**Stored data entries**
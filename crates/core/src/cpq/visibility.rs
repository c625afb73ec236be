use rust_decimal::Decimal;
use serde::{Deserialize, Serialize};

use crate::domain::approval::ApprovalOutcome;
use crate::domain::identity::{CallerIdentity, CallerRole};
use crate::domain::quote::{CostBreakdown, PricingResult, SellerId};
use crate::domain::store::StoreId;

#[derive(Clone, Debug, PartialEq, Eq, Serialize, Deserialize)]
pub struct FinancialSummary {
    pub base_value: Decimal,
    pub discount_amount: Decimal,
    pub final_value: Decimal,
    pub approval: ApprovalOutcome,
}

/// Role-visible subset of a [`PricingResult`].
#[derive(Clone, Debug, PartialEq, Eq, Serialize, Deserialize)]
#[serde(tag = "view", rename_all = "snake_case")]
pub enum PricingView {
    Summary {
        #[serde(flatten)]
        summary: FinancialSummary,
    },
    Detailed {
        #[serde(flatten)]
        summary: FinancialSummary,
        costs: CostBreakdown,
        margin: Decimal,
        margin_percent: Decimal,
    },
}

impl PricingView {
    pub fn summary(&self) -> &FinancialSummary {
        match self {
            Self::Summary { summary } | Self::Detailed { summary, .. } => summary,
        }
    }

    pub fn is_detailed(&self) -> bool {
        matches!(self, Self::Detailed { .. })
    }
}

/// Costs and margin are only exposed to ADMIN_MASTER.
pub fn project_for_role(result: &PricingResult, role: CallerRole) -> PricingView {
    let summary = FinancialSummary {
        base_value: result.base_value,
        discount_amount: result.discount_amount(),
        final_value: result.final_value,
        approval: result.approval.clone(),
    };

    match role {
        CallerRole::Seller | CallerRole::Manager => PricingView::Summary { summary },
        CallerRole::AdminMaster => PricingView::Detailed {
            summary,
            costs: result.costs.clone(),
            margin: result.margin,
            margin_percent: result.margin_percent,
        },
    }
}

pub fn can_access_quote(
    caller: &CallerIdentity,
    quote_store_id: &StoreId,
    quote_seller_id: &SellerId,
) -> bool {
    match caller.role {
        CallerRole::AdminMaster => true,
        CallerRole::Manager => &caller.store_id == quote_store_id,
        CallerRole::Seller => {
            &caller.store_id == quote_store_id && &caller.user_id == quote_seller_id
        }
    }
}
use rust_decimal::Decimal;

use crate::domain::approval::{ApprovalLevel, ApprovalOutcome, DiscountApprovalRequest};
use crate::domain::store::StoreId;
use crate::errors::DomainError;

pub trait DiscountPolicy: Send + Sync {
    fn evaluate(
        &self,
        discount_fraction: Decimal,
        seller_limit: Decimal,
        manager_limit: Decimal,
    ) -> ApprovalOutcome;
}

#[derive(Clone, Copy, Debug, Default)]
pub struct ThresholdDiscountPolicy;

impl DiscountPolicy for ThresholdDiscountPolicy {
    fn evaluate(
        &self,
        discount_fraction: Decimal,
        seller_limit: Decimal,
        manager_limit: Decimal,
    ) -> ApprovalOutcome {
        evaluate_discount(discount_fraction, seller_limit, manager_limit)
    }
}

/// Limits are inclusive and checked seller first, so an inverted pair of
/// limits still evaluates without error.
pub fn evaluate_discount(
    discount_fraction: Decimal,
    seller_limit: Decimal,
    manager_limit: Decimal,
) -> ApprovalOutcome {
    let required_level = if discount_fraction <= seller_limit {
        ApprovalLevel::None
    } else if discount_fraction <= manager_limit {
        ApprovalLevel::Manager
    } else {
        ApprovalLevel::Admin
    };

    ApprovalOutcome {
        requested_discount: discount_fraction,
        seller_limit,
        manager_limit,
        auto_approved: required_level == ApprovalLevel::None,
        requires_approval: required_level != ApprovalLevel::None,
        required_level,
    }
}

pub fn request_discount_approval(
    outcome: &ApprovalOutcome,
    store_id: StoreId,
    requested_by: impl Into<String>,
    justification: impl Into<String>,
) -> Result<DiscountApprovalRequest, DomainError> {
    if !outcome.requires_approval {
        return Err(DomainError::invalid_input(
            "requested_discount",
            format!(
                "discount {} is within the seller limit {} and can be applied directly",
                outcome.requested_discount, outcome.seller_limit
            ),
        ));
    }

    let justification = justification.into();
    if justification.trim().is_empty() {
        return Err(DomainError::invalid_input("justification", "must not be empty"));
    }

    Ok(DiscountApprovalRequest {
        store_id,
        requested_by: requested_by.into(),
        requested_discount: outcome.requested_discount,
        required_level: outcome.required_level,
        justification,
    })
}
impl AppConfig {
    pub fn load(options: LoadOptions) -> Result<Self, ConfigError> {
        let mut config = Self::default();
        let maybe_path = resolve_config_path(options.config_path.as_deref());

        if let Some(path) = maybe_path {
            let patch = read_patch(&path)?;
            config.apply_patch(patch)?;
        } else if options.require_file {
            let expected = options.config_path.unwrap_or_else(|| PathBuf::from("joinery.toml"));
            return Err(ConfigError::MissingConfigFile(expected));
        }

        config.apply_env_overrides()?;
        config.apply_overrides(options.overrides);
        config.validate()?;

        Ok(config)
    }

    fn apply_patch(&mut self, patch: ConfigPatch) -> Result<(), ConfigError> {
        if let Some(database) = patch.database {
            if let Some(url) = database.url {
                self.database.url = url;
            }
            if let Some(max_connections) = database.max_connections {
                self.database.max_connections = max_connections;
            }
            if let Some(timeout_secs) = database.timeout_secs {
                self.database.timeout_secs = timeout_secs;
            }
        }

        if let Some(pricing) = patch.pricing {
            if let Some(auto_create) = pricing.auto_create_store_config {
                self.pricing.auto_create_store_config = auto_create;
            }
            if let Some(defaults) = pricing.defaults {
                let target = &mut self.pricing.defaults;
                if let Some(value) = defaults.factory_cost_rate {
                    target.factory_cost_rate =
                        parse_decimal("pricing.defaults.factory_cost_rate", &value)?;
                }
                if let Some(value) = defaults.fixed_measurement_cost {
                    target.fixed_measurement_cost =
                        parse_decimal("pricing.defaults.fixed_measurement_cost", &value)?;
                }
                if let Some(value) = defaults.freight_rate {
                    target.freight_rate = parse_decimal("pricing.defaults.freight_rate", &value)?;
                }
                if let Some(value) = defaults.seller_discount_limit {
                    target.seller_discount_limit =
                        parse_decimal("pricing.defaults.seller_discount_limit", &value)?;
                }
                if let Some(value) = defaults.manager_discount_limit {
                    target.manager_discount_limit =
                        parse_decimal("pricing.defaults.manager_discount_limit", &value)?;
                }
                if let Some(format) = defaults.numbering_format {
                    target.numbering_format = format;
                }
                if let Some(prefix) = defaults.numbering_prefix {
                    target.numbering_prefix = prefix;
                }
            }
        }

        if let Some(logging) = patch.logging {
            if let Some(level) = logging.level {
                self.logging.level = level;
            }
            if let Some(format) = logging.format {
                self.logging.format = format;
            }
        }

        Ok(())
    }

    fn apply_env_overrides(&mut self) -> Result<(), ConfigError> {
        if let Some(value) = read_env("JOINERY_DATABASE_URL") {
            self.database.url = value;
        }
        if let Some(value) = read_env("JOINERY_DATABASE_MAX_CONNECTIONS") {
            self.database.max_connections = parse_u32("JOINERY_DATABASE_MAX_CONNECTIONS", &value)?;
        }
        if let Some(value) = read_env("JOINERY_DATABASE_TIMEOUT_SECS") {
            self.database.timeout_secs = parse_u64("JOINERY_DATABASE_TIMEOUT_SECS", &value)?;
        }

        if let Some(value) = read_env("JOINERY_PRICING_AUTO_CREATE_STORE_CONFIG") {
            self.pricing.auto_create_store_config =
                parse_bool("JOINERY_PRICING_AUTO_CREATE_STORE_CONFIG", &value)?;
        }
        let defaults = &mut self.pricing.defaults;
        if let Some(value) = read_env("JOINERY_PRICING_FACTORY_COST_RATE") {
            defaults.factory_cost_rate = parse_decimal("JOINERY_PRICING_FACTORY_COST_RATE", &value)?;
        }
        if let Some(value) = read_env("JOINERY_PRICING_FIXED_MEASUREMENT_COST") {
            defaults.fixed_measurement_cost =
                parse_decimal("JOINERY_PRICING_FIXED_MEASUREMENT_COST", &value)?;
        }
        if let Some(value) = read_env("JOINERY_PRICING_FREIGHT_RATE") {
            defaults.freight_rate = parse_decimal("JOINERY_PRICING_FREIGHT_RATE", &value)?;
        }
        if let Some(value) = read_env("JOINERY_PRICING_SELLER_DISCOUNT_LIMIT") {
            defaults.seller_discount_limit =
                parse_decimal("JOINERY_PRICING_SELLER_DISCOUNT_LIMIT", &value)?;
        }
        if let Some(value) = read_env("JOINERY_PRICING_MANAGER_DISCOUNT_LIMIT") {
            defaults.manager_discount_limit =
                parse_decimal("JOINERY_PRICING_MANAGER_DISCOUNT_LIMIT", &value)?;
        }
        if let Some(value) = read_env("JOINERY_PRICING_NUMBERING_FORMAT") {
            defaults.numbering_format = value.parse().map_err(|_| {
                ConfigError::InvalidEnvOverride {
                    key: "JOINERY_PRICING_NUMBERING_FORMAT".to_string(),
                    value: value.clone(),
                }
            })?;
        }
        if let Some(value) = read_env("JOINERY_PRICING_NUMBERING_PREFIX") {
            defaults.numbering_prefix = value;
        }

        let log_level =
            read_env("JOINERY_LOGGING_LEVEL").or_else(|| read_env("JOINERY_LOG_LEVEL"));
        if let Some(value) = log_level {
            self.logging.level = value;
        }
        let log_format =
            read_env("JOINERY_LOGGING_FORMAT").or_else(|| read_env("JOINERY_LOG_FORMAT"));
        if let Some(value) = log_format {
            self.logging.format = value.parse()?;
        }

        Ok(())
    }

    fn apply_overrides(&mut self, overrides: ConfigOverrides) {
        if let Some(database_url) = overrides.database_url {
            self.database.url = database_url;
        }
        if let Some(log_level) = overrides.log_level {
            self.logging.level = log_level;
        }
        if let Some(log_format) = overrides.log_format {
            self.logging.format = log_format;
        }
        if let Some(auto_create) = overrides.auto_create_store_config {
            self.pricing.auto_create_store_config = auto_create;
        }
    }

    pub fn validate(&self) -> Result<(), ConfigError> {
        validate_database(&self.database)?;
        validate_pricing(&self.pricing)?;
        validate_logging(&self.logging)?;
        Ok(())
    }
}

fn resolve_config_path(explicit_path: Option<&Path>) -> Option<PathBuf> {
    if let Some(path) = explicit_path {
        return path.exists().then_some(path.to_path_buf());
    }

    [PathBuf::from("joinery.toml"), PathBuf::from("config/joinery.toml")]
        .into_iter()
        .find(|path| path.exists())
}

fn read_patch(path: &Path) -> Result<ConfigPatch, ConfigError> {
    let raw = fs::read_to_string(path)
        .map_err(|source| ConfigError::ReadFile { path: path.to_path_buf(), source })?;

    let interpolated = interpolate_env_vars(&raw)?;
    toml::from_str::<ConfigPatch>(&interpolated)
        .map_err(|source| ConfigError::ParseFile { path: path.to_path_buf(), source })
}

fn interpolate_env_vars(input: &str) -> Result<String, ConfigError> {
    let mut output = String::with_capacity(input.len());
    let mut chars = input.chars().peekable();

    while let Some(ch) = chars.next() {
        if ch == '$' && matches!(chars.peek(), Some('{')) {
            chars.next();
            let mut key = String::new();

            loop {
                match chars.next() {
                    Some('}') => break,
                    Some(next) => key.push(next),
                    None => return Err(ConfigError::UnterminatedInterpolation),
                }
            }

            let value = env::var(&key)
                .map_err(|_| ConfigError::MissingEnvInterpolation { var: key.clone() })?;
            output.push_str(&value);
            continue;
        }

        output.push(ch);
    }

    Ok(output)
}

--

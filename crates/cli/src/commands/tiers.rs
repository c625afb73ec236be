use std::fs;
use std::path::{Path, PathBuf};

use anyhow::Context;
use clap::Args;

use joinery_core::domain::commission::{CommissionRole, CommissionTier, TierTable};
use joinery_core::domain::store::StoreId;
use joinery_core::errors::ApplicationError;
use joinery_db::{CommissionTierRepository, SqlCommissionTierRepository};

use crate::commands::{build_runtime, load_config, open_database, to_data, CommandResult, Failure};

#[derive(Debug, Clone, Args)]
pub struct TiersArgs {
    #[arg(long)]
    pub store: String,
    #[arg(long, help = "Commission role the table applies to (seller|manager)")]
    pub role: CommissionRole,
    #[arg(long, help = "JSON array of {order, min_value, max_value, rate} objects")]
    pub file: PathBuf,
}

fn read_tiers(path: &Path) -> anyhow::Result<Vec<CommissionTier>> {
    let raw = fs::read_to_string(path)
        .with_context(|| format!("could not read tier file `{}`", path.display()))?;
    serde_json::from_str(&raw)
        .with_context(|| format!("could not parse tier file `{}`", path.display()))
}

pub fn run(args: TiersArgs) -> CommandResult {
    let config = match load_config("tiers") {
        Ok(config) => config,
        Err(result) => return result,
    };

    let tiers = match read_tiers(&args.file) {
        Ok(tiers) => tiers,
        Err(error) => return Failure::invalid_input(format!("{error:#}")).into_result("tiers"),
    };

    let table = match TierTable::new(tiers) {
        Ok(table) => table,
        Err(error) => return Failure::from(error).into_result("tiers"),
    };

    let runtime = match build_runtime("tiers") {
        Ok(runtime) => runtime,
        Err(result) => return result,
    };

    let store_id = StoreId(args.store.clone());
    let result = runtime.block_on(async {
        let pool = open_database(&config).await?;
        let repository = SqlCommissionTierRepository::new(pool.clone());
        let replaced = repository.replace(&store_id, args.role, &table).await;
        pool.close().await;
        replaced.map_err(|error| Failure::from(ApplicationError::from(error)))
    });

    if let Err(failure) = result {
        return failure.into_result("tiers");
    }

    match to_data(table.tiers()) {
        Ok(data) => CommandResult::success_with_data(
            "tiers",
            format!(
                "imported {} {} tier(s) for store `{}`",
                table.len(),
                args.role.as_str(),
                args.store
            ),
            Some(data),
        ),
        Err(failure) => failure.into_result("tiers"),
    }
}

* * *

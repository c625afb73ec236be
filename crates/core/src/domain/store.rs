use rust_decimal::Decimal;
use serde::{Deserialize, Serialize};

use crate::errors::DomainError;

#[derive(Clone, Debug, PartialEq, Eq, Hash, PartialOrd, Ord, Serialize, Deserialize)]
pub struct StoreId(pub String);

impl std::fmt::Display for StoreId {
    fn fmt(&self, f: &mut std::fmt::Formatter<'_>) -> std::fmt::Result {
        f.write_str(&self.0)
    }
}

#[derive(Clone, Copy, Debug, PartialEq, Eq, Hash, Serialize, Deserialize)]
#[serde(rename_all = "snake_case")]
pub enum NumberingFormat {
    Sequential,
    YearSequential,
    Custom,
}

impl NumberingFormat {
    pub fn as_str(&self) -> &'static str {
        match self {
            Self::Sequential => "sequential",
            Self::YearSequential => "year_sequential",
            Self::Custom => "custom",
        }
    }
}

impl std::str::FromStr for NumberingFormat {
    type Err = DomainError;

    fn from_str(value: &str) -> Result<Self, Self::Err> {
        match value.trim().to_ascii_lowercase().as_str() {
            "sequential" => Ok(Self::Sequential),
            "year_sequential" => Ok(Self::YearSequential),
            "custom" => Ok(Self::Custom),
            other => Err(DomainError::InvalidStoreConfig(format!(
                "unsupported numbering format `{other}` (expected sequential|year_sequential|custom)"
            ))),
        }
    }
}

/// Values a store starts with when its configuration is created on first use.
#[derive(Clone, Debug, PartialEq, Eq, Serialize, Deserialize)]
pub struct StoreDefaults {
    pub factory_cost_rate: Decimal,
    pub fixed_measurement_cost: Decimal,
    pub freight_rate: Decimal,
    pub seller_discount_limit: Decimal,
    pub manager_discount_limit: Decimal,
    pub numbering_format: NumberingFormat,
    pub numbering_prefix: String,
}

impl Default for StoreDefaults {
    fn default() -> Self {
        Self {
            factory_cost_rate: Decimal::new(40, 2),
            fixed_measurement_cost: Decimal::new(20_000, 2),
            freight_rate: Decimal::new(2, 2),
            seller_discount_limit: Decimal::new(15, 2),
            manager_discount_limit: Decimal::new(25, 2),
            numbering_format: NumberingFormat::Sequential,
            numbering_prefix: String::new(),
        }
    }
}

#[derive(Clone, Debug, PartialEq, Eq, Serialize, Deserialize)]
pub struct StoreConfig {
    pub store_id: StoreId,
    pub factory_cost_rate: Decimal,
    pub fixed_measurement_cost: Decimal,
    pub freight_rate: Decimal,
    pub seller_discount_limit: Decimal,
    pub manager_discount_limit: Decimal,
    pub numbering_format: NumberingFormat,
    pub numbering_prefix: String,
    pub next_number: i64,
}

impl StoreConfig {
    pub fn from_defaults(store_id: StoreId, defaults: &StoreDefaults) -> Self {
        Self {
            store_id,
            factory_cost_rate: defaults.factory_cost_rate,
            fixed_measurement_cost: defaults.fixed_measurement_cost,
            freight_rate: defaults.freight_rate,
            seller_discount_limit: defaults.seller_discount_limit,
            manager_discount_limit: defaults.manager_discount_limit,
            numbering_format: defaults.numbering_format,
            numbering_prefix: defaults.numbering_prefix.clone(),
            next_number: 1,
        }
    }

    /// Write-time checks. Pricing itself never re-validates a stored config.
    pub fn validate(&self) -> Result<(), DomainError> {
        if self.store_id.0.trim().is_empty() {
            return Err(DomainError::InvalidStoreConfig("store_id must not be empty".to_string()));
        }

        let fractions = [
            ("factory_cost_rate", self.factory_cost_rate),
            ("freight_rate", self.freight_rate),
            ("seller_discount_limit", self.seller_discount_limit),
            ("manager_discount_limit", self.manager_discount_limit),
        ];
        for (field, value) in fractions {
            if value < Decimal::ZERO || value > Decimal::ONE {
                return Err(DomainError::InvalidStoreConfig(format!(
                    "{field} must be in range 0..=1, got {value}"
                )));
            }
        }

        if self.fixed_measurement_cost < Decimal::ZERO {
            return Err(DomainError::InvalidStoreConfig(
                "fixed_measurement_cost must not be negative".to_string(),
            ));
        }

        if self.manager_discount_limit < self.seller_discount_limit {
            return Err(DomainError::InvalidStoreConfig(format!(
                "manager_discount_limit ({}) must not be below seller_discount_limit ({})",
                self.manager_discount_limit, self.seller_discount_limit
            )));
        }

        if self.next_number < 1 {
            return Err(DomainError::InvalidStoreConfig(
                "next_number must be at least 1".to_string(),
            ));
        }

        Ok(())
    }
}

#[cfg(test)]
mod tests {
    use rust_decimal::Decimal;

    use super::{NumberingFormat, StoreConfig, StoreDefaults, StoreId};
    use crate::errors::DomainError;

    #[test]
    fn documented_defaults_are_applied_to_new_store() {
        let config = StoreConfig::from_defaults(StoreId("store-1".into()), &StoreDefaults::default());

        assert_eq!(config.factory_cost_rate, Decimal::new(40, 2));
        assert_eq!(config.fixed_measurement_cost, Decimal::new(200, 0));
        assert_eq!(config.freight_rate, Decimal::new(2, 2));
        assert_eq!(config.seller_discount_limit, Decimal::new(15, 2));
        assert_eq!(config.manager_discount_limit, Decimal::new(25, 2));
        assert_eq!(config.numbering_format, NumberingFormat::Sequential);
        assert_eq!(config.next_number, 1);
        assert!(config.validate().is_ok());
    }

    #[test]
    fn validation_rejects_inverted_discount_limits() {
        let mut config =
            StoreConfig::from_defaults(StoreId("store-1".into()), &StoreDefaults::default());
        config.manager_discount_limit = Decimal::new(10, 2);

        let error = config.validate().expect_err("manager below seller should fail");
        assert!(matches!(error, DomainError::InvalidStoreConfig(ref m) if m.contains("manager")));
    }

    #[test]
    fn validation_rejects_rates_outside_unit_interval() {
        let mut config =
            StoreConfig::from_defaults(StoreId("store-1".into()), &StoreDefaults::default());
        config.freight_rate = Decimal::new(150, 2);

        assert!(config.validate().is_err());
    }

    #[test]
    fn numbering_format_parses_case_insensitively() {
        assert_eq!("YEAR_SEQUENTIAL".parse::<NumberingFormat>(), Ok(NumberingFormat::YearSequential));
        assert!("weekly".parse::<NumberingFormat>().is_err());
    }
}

**EXERCISE**
From the records above, copy out the line with "filename crates/core/src/cpq/visibility.rs", the line with "pub enum PricingView", and every line between them, word for word.

**TASK RESPONSE**
filename crates/core/src/cpq/visibility.rs
repository c625afb73ec236be
use rust_decimal::Decimal;
use serde::{Deserialize, Serialize};

use crate::domain::approval::ApprovalOutcome;
use crate::domain::identity::{CallerIdentity, CallerRole};
use crate::domain::quote::{CostBreakdown, PricingResult, SellerId};
use crate::domain::store::StoreId;

#[derive(Clone, Debug, PartialEq, Eq, Serialize, Deserialize)]
pub struct FinancialSummary {
    pub base_value: Decimal,
    pub discount_amount: Decimal,
    pub final_value: Decimal,
    pub approval: ApprovalOutcome,
}

/// Role-visible subset of a [`PricingResult`].
#[derive(Clone, Debug, PartialEq, Eq, Serialize, Deserialize)]
#[serde(tag = "view", rename_all = "snake_case")]
pub enum PricingView {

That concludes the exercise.